(MATERIAL FOR THIS TASK)

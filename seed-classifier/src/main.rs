mod parameters;

use anyhow::Result;
use chrono::Utc;
use clap::Parser;
use metrics::counter;
use metrics_exporter_prometheus::PrometheusBuilder;
use parameters::Mode;
use seed_classifier::{
    classifier::{ClassifierConfig, DEFAULT_ETA_PT_THRESHOLD},
    output::build_document,
    processing::{Progress, process_files},
    source::{count_events, expand_inputs},
};
use seed_validation_common::{
    DEFAULT_PROGRESS_INTERVAL, Real,
    init_tracer,
    metrics::{
        component_info_metric,
        failures::{self, FailureKind},
        metric_names::{
            DUPLICATES_SUPPRESSED, EVENTS_PROCESSED, FAILURES, FILES_READ, MATCHES_FILED,
            MATCHES_REJECTED,
        },
    },
    tracer::TracerOptions,
};
use std::{net::SocketAddr, path::PathBuf};
use tracing::info;

// cargo run --bin seed-classifier -- --input 'ntuples/*.jsonl' --eta-bands driven-fraction

#[derive(Debug, Parser)]
#[clap(author, version, about)]
struct Cli {
    /// Event files in JSON Lines format, as glob patterns. Files are read in the given order.
    #[clap(long, env, required = true, num_args = 1..)]
    input: Vec<String>,

    /// Path of the JSON histogram document.
    #[clap(long, env, default_value = "seed_histograms.json")]
    output: PathBuf,

    /// Also break the total transverse momentum down by |eta| band.
    #[clap(long, env)]
    eta_bands: bool,

    /// Pseudorapidity histograms are only filled above this transverse momentum, in GeV.
    #[clap(long, env, default_value_t = DEFAULT_ETA_PT_THRESHOLD)]
    eta_pt_threshold: Real,

    /// Names of the seeding steps, indexed by algorithm code.
    #[clap(long, env, value_delimiter = ',')]
    algorithm_names: Option<Vec<String>>,

    /// Number of events between progress records.
    #[clap(long, env, default_value_t = DEFAULT_PROGRESS_INTERVAL)]
    progress_interval: usize,

    /// Read the inputs once beforehand so that progress records show the total.
    #[clap(long, env)]
    count_events: bool,

    /// Number of files processed in parallel. With one, the files are read as a single chain.
    #[clap(long, env, default_value_t = 1)]
    threads: usize,

    /// If set, then open-telemetry data is sent to the URL specified, otherwise the standard tracing subscriber is used
    #[clap(long, env)]
    otel_endpoint: Option<String>,

    /// All OpenTelemetry spans are emitted with this as the "service.namespace" property.
    #[clap(long, env, default_value = "")]
    otel_namespace: String,

    /// If set, run metrics are served in the Prometheus format on this address.
    #[clap(long, env)]
    observability_address: Option<SocketAddr>,

    #[command(subcommand)]
    mode: Mode,
}

#[tokio::main]
async fn main() -> Result<()> {
    let args = Cli::parse();

    let tracer_options =
        TracerOptions::new(args.otel_endpoint.as_deref(), args.otel_namespace.clone());
    let _tracer = init_tracer!(tracer_options);

    if let Some(address) = args.observability_address {
        PrometheusBuilder::new()
            .with_http_listener(address)
            .install()?;
    }

    // Metrics
    metrics::describe_counter!(
        FILES_READ,
        metrics::Unit::Count,
        "Number of event files opened"
    );
    metrics::describe_counter!(
        EVENTS_PROCESSED,
        metrics::Unit::Count,
        "Number of events classified"
    );
    metrics::describe_counter!(
        MATCHES_FILED,
        metrics::Unit::Count,
        "Number of simulated electrons filed"
    );
    metrics::describe_counter!(
        DUPLICATES_SUPPRESSED,
        metrics::Unit::Count,
        "Number of tracks whose electron was already filed in the same event"
    );
    metrics::describe_counter!(
        MATCHES_REJECTED,
        metrics::Unit::Count,
        "Number of candidates rejected by the matching policy"
    );
    metrics::describe_counter!(
        FAILURES,
        metrics::Unit::Count,
        "Number of failures encountered"
    );
    component_info_metric(env!("CARGO_BIN_NAME"));

    let mut config = ClassifierConfig::new(args.mode.policy())
        .with_eta_bands(args.eta_bands)
        .with_eta_pt_threshold(args.eta_pt_threshold);
    if let Some(algorithm_names) = args.algorithm_names.clone() {
        config = config.with_algorithm_names(algorithm_names);
    }

    let inputs = expand_inputs(&args.input)?;
    let total = if args.count_events {
        Some(count_events(&inputs)?)
    } else {
        None
    };
    let progress = Progress::new(args.progress_interval, total);

    let (classifier, summary) = tokio::task::spawn_blocking({
        let inputs = inputs.clone();
        let threads = args.threads;
        move || process_files(inputs, &config, &progress, threads)
    })
    .await??;
    info!(
        events = summary.events,
        filed = summary.matches.filed,
        duplicates = summary.matches.duplicates,
        rejected = summary.matches.rejected,
        "Run complete"
    );

    let document = build_document(&classifier, &summary, &inputs, Utc::now())?;
    document.log_shares();
    document.write_to_file(&args.output).inspect_err(|_| {
        counter!(FAILURES, &[failures::get_label(FailureKind::FileWriteFailed)]).increment(1);
    })?;
    Ok(())
}

#[cfg(test)]
mod tests {
    use super::*;
    use seed_classifier::classifier::MatchingPolicy;

    #[test]
    fn parse_efficiency() {
        let cli = Cli::try_parse_from([
            "seed-classifier",
            "--input",
            "a.jsonl",
            "b/*.jsonl",
            "--eta-bands",
            "efficiency",
            "--max-abs-eta",
            "2.4",
        ])
        .expect("valid arguments");
        assert_eq!(cli.input, vec!["a.jsonl", "b/*.jsonl"]);
        assert!(cli.eta_bands);
        assert_eq!(cli.threads, 1);
        assert_eq!(cli.output, PathBuf::from("seed_histograms.json"));
        assert_eq!(
            cli.mode.policy(),
            MatchingPolicy::Efficiency { max_abs_eta: 2.4 }
        );
    }

    #[test]
    fn parse_algorithm_names() {
        let cli = Cli::try_parse_from([
            "seed-classifier",
            "--input",
            "a.jsonl",
            "--algorithm-names",
            "first,second",
            "--threads",
            "4",
            "seed-type",
        ])
        .expect("valid arguments");
        assert_eq!(
            cli.algorithm_names,
            Some(vec!["first".to_owned(), "second".to_owned()])
        );
        assert_eq!(cli.threads, 4);
        assert_eq!(cli.mode.policy(), MatchingPolicy::SeedType);
    }

    #[test]
    fn input_is_required() {
        assert!(Cli::try_parse_from(["seed-classifier", "driven-fraction"]).is_err());
    }
}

(End MATERIAL FOR THIS TASK)

YOUR TASK: Write the entries again, exactly as they stand.

COMPLETED EXERCISE:
filename seed-classifier/src/main.rs
mod parameters;

use anyhow::Result;
use chrono::Utc;
use clap::Parser;
use metrics::counter;
use metrics_exporter_prometheus::PrometheusBuilder;
use parameters::Mode;
use seed_classifier::{
    classifier::{ClassifierConfig, DEFAULT_ETA_PT_THRESHOLD},
    output::build_document,
    processing::{Progress, process_files},
    source::{count_events, expand_inputs},
};
use seed_validation_common::{
    DEFAULT_PROGRESS_INTERVAL, Real,
    init_tracer,
    metrics::{
        component_info_metric,
        failures::{self, FailureKind},
        metric_names::{
            DUPLICATES_SUPPRESSED, EVENTS_PROCESSED, FAILURES, FILES_READ, MATCHES_FILED,
            MATCHES_REJECTED,
        },
    },
    tracer::TracerOptions,
};
use std::{net::SocketAddr, path::PathBuf};
use tracing::info;

// cargo run --bin seed-classifier -- --input 'ntuples/*.jsonl' --eta-bands driven-fraction

#[derive(Debug, Parser)]
#[clap(author, version, about)]
struct Cli {
    /// Event files in JSON Lines format, as glob patterns. Files are read in the given order.
    #[clap(long, env, required = true, num_args = 1..)]
    input: Vec<String>,

    /// Path of the JSON histogram document.
    #[clap(long, env, default_value = "seed_histograms.json")]
    output: PathBuf,

    /// Also break the total transverse momentum down by |eta| band.
    #[clap(long, env)]
    eta_bands: bool,

    /// Pseudorapidity histograms are only filled above this transverse momentum, in GeV.
    #[clap(long, env, default_value_t = DEFAULT_ETA_PT_THRESHOLD)]
    eta_pt_threshold: Real,

    /// Names of the seeding steps, indexed by algorithm code.
    #[clap(long, env, value_delimiter = ',')]
    algorithm_names: Option<Vec<String>>,

    /// Number of events between progress records.
    #[clap(long, env, default_value_t = DEFAULT_PROGRESS_INTERVAL)]
    progress_interval: usize,

    /// Read the inputs once beforehand so that progress records show the total.
    #[clap(long, env)]
    count_events: bool,

    /// Number of files processed in parallel. With one, the files are read as a single chain.
    #[clap(long, env, default_value_t = 1)]
    threads: usize,

    /// If set, then open-telemetry data is sent to the URL specified, otherwise the standard tracing subscriber is used
    #[clap(long, env)]
    otel_endpoint: Option<String>,

    /// All OpenTelemetry spans are emitted with this as the "service.namespace" property.
    #[clap(long, env, default_value = "")]
    otel_namespace: String,

    /// If set, run metrics are served in the Prometheus format on this address.
    #[clap(long, env)]
    observability_address: Option<SocketAddr>,

    #[command(subcommand)]
    mode: Mode,
}

#[tokio::main]
async fn main() -> Result<()> {
    let args = Cli::parse();

    let tracer_options =
        TracerOptions::new(args.otel_endpoint.as_deref(), args.otel_namespace.clone());
    let _tracer = init_tracer!(tracer_options);

    if let Some(address) = args.observability_address {
        PrometheusBuilder::new()
            .with_http_listener(address)
            .install()?;
    }

    // Metrics
    metrics::describe_counter!(
        FILES_READ,
        metrics::Unit::Count,
        "Number of event files opened"
    );
    metrics::describe_counter!(
        EVENTS_PROCESSED,
        metrics::Unit::Count,
        "Number of events classified"
    );
    metrics::describe_counter!(
        MATCHES_FILED,
        metrics::Unit::Count,
        "Number of simulated electrons filed"
    );
    metrics::describe_counter!(
        DUPLICATES_SUPPRESSED,
        metrics::Unit::Count,
        "Number of tracks whose electron was already filed in the same event"
    );
    metrics::describe_counter!(
        MATCHES_REJECTED,
        metrics::Unit::Count,
        "Number of candidates rejected by the matching policy"
    );
    metrics::describe_counter!(
        FAILURES,
        metrics::Unit::Count,
        "Number of failures encountered"
    );
    component_info_metric(env!("CARGO_BIN_NAME"));

    let mut config = ClassifierConfig::new(args.mode.policy())
        .with_eta_bands(args.eta_bands)
        .with_eta_pt_threshold(args.eta_pt_threshold);
    if let Some(algorithm_names) = args.algorithm_names.clone() {
        config = config.with_algorithm_names(algorithm_names);
    }

    let inputs = expand_inputs(&args.input)?;
    let total = if args.count_events {
        Some(count_events(&inputs)?)
    } else {
        None
    };
    let progress = Progress::new(args.progress_interval, total);

    let (classifier, summary) = tokio::task::spawn_blocking({
        let inputs = inputs.clone();
        let threads = args.threads;
        move || process_files(inputs, &config, &progress, threads)
    })
    .await??;
    info!(
        events = summary.events,
        filed = summary.matches.filed,
        duplicates = summary.matches.duplicates,
        rejected = summary.matches.rejected,
        "Run complete"
    );

    let document = build_document(&classifier, &summary, &inputs, Utc::now())?;
    document.log_shares();
    document.write_to_file(&args.output).inspect_err(|_| {
        counter!(FAILURES, &[failures::get_label(FailureKind::FileWriteFailed)]).increment(1);
    })?;
    Ok(())
}

#[cfg(test)]
mod tests {
    use super::*;
    use seed_classifier::classifier::MatchingPolicy;

    #[test]
    fn parse_efficiency() {
        let cli = Cli::try_parse_from([
            "seed-classifier",
            "--input",
            "a.jsonl",
            "b/*.jsonl",
            "--eta-bands",
            "efficiency",
            "--max-abs-eta",
            "2.4",
        ])
        .expect("valid arguments");
        assert_eq!(cli.input, vec!["a.jsonl", "b/*.jsonl"]);
        assert!(cli.eta_bands);
        assert_eq!(cli.threads, 1);
        assert_eq!(cli.output, PathBuf::from("seed_histograms.json"));
        assert_eq!(
            cli.mode.policy(),
            MatchingPolicy::Efficiency { max_abs_eta: 2.4 }
        );
    }

    #[test]
    fn parse_algorithm_names() {
        let cli = Cli::try_parse_from([
            "seed-classifier",
            "--input",
            "a.jsonl",
            "--algorithm-names",
            "first,second",
            "--threads",
            "4",
            "seed-type",
        ])
        .expect("valid arguments");
        assert_eq!(
            cli.algorithm_names,
            Some(vec!["first".to_owned(), "second".to_owned()])
        );
        assert_eq!(cli.threads, 4);
        assert_eq!(cli.mode.policy(), MatchingPolicy::SeedType);
    }

    #[test]
    fn input_is_required() {
        assert!(Cli::try_parse_from(["seed-classifier", "driven-fraction"]).is_err());
    }
}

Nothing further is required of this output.